**INSTRUCTIONS FOR THE TASK:**
Your task is to filter the entries and copy every line containing the string "defaults".

Collected data entries:
******************************

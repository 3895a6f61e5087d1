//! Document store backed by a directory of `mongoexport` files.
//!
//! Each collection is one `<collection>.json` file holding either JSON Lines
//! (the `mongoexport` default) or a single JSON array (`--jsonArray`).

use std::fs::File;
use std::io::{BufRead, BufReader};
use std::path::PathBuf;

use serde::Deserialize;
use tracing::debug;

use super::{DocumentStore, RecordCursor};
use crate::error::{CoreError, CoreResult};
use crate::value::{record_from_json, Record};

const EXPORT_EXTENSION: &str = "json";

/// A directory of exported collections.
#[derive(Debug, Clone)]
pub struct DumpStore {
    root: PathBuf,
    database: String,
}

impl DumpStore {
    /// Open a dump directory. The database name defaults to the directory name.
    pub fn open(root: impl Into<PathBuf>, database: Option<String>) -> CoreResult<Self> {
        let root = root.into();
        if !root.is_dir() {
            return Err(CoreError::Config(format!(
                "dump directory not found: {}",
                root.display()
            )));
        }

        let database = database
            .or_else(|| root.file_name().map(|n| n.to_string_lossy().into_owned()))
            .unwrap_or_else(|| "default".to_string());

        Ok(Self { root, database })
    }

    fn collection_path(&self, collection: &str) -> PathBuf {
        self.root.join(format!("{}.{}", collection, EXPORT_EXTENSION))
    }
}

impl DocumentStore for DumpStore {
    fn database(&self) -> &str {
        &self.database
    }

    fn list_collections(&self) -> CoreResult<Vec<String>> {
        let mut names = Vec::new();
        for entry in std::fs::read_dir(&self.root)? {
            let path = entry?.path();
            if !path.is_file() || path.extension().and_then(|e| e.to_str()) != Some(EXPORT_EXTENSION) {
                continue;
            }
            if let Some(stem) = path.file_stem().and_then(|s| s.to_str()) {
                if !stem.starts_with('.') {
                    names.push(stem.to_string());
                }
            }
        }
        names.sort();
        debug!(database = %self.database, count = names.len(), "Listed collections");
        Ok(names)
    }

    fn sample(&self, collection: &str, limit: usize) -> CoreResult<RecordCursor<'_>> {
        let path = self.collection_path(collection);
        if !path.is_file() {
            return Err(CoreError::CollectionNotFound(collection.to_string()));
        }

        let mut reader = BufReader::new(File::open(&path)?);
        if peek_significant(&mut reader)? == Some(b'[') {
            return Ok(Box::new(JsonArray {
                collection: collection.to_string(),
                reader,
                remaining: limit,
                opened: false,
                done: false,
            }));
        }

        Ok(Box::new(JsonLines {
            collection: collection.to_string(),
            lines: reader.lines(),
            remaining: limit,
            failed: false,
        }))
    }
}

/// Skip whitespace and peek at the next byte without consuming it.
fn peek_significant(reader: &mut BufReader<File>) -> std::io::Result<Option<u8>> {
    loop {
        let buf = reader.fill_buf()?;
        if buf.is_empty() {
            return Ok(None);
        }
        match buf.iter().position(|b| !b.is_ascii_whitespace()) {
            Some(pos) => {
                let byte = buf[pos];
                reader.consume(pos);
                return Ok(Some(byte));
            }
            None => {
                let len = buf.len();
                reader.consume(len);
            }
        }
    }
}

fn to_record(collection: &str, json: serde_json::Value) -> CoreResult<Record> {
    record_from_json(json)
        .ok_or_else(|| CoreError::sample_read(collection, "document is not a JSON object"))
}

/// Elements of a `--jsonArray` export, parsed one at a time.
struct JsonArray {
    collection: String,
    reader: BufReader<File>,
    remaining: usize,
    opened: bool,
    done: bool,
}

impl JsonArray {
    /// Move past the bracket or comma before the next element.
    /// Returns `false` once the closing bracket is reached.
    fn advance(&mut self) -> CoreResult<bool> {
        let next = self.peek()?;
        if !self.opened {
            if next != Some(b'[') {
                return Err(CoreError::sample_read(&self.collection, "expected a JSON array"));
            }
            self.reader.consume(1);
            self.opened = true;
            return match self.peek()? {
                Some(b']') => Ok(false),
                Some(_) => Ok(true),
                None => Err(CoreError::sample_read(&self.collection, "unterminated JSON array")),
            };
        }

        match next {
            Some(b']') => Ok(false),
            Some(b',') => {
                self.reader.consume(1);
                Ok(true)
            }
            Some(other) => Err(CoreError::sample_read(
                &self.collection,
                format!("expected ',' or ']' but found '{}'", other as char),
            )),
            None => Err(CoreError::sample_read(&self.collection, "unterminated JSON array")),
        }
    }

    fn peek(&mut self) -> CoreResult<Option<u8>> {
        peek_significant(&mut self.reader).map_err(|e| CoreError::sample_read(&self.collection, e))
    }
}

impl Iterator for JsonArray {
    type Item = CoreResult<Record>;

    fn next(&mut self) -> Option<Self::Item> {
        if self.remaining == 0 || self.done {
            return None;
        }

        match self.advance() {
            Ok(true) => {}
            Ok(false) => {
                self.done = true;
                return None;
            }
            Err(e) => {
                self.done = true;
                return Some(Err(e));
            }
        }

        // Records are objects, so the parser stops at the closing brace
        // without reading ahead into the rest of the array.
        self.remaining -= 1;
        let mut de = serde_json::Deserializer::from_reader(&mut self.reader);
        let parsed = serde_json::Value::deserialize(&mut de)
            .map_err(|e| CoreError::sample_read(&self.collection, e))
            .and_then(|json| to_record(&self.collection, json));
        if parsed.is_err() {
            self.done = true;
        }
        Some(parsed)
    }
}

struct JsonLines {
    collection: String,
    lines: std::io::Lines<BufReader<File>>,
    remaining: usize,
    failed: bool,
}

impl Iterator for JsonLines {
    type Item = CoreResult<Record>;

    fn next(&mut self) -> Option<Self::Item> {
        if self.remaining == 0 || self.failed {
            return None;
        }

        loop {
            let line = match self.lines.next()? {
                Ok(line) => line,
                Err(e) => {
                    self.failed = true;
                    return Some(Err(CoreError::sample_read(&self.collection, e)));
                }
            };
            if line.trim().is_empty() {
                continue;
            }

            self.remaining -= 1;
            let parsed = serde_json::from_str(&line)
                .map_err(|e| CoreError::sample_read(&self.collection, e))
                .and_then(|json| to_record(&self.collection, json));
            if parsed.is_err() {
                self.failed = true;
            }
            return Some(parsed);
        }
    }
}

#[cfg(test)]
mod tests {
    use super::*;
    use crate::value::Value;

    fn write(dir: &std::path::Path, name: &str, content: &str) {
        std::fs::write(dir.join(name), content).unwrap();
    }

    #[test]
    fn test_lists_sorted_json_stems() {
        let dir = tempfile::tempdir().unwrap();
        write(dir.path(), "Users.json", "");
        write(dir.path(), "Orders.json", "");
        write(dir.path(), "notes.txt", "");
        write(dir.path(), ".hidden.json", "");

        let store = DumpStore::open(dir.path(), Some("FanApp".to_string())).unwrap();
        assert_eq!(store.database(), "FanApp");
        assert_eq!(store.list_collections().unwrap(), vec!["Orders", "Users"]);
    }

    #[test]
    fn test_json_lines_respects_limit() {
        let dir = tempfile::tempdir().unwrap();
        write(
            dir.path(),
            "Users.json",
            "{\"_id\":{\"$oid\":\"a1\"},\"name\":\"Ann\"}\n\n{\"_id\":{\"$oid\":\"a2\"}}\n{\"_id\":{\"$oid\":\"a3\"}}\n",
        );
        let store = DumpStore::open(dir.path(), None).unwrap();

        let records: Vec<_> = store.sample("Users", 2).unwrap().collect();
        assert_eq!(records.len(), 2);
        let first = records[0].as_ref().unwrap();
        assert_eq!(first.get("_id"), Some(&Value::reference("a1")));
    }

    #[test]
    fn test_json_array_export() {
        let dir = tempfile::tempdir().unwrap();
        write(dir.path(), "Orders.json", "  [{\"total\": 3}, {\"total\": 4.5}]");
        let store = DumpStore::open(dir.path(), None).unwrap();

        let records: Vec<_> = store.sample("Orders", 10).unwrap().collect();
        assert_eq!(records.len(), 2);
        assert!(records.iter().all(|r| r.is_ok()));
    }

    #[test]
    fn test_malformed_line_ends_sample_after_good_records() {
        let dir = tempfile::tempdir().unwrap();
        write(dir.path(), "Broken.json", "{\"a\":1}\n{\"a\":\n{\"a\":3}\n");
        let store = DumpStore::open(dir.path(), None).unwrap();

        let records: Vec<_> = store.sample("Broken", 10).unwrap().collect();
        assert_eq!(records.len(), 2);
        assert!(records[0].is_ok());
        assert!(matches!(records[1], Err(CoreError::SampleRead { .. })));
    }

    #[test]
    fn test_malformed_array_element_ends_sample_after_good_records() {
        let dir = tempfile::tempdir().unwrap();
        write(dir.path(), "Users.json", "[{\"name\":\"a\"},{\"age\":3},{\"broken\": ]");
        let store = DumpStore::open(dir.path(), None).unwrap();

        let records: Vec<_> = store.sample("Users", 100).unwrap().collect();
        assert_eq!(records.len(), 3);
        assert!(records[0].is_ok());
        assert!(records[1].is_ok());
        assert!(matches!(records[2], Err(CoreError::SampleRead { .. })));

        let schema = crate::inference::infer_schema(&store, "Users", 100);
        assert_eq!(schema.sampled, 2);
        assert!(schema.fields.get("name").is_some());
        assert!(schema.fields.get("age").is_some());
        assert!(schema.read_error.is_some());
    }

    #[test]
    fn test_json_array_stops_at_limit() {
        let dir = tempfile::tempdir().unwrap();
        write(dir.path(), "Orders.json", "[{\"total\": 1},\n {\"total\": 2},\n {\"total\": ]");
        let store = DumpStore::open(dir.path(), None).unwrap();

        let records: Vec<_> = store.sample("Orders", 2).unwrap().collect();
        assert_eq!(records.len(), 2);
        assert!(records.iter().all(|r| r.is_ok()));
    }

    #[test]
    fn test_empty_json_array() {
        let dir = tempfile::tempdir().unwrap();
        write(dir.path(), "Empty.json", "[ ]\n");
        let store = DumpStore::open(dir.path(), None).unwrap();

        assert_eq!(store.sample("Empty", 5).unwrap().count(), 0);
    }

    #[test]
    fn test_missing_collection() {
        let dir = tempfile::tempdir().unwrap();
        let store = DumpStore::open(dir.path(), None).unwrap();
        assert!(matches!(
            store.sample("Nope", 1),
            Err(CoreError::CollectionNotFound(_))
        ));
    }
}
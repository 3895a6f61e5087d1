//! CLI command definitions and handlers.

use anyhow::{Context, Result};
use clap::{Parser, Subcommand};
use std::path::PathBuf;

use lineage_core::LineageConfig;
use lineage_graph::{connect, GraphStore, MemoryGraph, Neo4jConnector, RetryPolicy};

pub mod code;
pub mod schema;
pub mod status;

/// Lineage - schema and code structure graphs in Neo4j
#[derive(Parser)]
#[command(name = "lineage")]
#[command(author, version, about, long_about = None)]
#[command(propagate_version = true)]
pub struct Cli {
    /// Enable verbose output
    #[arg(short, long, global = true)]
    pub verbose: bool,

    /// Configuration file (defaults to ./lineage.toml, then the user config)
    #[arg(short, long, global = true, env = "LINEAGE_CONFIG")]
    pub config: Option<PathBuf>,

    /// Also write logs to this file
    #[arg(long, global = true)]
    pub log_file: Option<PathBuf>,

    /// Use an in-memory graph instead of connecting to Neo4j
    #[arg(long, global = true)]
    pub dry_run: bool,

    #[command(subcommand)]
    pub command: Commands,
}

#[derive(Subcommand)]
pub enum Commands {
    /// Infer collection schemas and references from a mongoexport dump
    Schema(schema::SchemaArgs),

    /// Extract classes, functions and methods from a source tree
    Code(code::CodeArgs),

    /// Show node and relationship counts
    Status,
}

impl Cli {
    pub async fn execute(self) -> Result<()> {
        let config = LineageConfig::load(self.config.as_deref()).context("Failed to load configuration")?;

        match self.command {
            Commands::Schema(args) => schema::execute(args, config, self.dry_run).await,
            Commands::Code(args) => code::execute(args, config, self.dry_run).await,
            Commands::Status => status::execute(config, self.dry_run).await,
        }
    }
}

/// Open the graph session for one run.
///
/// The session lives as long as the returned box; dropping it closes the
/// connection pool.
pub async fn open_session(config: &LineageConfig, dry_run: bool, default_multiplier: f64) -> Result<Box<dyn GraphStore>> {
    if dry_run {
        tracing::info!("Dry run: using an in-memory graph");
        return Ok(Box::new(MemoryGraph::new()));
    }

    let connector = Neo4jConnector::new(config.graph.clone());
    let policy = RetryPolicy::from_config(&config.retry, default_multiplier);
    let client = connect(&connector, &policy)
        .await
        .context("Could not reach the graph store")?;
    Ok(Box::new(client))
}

******************************

**TASK ANSWER:**
    /// Open a dump directory. The database name defaults to the directory name.
    /// Configuration file (defaults to ./lineage.toml, then the user config)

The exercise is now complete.